Last Two Decades Show Why Economics and Demography are Now ‘Gravediggers of Putin Regime,’ Gontmakher Says

Paul Goble

            Staunton, March 6 – If one considers what has happened in Russia over the last two decades, Yevgeny Gontmakher says, “one can discern what will happen in the next two” and see that economics and demography are becoming “the gravediggers of the political regime” that now is in power.

            The Moscow economist says that the economic boom of the first decade of the 2000s, an boom driven exclusively by rising oil prices, convinced many people that their lives would always continue to improve, something that the second decade showed was not only not the case but not likely to be without significant changes (novayagazeta.ru/articles/2021/03/06/mogilnye-rezervy).

            During the first decade, people experienced a dramatic increase in their standard of living and the benefits of stability, both of which represented a sharp change from the 1990s and allowed the government to build a cushion in two ways – it was able to fill up its reserves to protect against threats and to win support among older Russians who remembered the past.

            And during that first decade, birthrates rose, a reflection of the confidence Russians then had about the future. As is almost universally the case, when people’s incomes are rising and they feel the future will be better than even recent improvements have made possible, they have more children.

            But the second decade of the 21st century has brough economic stagnation and even decline, as oil prices have tanked and Russia has failed to develop alternative sources of income, and that has sent birthrates down as well because people are no longer confident about the future, a lack of confidence still largely confined to those too young to have lived in Soviet times.

            Despite that, the cushions the regime has built for itself allow for the conclusion that “the present powers that be are stable and will sit without change not just for one more year but perhaps even until 2036,” Gontmakher says. “For some, this conclusion is a source of optimism,” but for the more thoughtful, it should be a source of serious concern.

            That is because beneath this apparent stability are appearing the gravediggers of the system. “In the Russian case, these are economics and demography.

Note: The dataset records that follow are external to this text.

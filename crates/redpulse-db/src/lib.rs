//! Postgres persistence for posts, reports, monitor config, logs, and the
//! collection checkpoint.

use std::time::Duration;

use sqlx::postgres::PgPoolOptions;
use sqlx::PgPool;
use thiserror::Error;

use redpulse_core::AppConfig;

pub mod checkpoint;
pub mod logs;
pub mod monitor_config;
pub mod posts;
pub mod reports;

pub use checkpoint::{clear_checkpoint, load_checkpoint, save_checkpoint};
pub use logs::{append_log, recent_logs, LogRow};
pub use monitor_config::{load_monitor_config, save_monitor_config, MonitorConfig};
pub use posts::{
    cleanup_old_data, existing_post_ids, keyword_stats, negative_posts, post_stats,
    posts_for_day, recent_posts, upsert_post, CleanupOutcome, KeywordStatsRow, PostRow, StatsRow,
};
pub use reports::{insert_report, latest_report, report_for_date};

// Path relative to crates/redpulse-db/Cargo.toml; resolves to <workspace-root>/migrations/
static MIGRATOR: sqlx::migrate::Migrator = sqlx::migrate!("../../migrations");

#[derive(Debug, Clone, Copy)]
pub struct PoolConfig {
    pub max_connections: u32,
    pub min_connections: u32,
    pub acquire_timeout_secs: u64,
}

impl Default for PoolConfig {
    fn default() -> Self {
        Self {
            max_connections: 10,
            min_connections: 1,
            acquire_timeout_secs: 10,
        }
    }
}

impl PoolConfig {
    #[must_use]
    pub fn from_app_config(config: &AppConfig) -> Self {
        Self {
            max_connections: config.db_max_connections,
            min_connections: config.db_min_connections,
            acquire_timeout_secs: config.db_acquire_timeout_secs,
        }
    }
}

#[derive(Debug, Error)]
pub enum DbError {
    #[error(transparent)]
    Sqlx(#[from] sqlx::Error),
    #[error(transparent)]
    Migration(#[from] sqlx::migrate::MigrateError),
    #[error("stored JSON could not be decoded: {0}")]
    Decode(#[from] serde_json::Error),
}

/// Connect to a Postgres pool using an explicit URL and config.
///
/// # Errors
///
/// Returns [`sqlx::Error`] if the connection cannot be established.
pub async fn connect_pool(database_url: &str, config: PoolConfig) -> Result<PgPool, sqlx::Error> {
    PgPoolOptions::new()
        .max_connections(config.max_connections)
        .min_connections(config.min_connections)
        .acquire_timeout(Duration::from_secs(config.acquire_timeout_secs))
        .connect(database_url)
        .await
}

/// Run all pending migrations against the pool.
///
/// # Errors
///
/// Returns [`sqlx::migrate::MigrateError`] if any migration fails.
pub async fn run_migrations(pool: &PgPool) -> Result<(), sqlx::migrate::MigrateError> {
    MIGRATOR.run(pool).await
}

/// Send a `SELECT 1` to verify the pool has a live connection.
///
/// # Errors
///
/// Returns [`sqlx::Error`] if the query fails.
pub async fn ping(pool: &PgPool) -> Result<(), sqlx::Error> {
    sqlx::query_scalar::<_, i64>("SELECT 1")
        .fetch_one(pool)
        .await?;
    Ok(())
}

#[cfg(test)]
mod tests {
    use super::*;

    #[test]
    fn pool_config_defaults_are_sane() {
        let config = PoolConfig::default();
        assert_eq!(config.max_connections, 10);
        assert_eq!(config.min_connections, 1);
        assert_eq!(config.acquire_timeout_secs, 10);
    }
}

Stagnation is unlikely to end given that oil prices are unlikely to recover, and birthrates are unlikely to increase given declining confidence in the future among those in prime child-bearing cohorts.

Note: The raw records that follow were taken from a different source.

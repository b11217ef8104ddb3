//! Resume-or-restart decision for an interrupted collection session.

use chrono::{DateTime, Utc};
use uuid::Uuid;

use redpulse_core::CollectionProgress;

#[derive(Debug)]
pub(crate) struct SessionPlan {
    pub session_id: Uuid,
    pub start_index: usize,
    pub started_at: DateTime<Utc>,
    pub resumed: bool,
}

/// Decides where a run starts given the last persisted checkpoint.
///
/// A checkpoint is resumable when its keyword count matches the current
/// list, its `updated_at` falls within the session window, and at least one
/// keyword remains after `current_index`. Resuming continues the same
/// session id at `current_index + 1`; the interrupted keyword itself is
/// re-fetched only if its checkpoint was written but the fetch never
/// completed, which the dedup store absorbs.
pub(crate) fn plan_session(
    checkpoint: Option<&CollectionProgress>,
    total_keywords: usize,
    session_window_secs: i64,
    now: DateTime<Utc>,
) -> SessionPlan {
    if let Some(progress) = checkpoint {
        let age_secs = now.signed_duration_since(progress.updated_at).num_seconds();
        if progress.total_keywords == total_keywords
            && age_secs < session_window_secs
            && progress.current_index + 1 < total_keywords
        {
            return SessionPlan {
                session_id: progress.session_id,
                start_index: progress.current_index + 1,
                started_at: progress.started_at,
                resumed: true,
            };
        }
    }
    SessionPlan {
        session_id: Uuid::new_v4(),
        start_index: 0,
        started_at: now,
        resumed: false,
    }
}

            Indeed, the economist continues, “even if one assumes that covid will end, sanctions will be lifted, and prices for oil will again grow to 100 US dollars a barrel, all the same, there will not occur any economic breakthrough like the one of the beginning of the 21st century.” In fact, far more dire trajectories are likely if not soon then eventually.

            To avoid them, Russia needs a new “perestroika of state power and all its branches; but the current leadership of Russia and above all its president aren’t even thinking about that, because they consider that ‘the security cushion’ will maintain the situation even without any reforms.”

            That means that the current economic stagnation and degradation of government institutions will continue; and to the extent that happens, the past two decades suggest, these things will have demographic and thus political consequences, the Moscow economist and commentator continues.

            Stagnation will hit young adults harder than their elders who may still hope the regime will turn things around. But people in their 20s and early 30s, who weren’t shaped by the Soviet period but by the positive experiences of the first decade of this century are increasingly going to view the future as bleak, not have children, leave the country, or protest current arrangements.

            These things become ever more likely given “the complete absence in the powers that be of a desire to begin any systemic changes,” a lack that resembles the situation in Brezhnev’s time when most of the nomenklatura assumed it could just wait things out because the system had enough “cushions” to protect them.

            The powers that be both then and now have responded to such concerns and even protests in the same way, suppressing protests and demonizing dissent. And at one level and for a short time, they have succeeded. Indeed, Gontmakher says, there are unlikely to be the kind of mass protests anytime soon that will sweep the regime away.

            “But already in the middle term perspective – five to ten years – the continuation of stagnation of the economy and of all social institutions will become equal to degradation,” and the young will either sink into the lethargy of conformism, choose to leave the country, or engage in protests to demand real change to avoid Russia falling ever further behind.

            “Such a pessimistic vision of our prospects arises from objective trends which all recent years have contributed to.” That doesn’t mean things are about to collapse, but it does mean that Russia is at risk of some “black swan” event that will trigger either disaster or radical change, both of which are increasingly possible, although neither may happen soon.

            But given these risks, the Russian people need to engage in the kind of horizontal self-organization that has been behind the economic growth of other countries; and the powers that be need to promote rather than try to stop them from doing so. Otherwise, Gontmakher suggests, the more negative outcomes will become ever more likely.

            That is the clear lesson of the last 20 years for the next 20.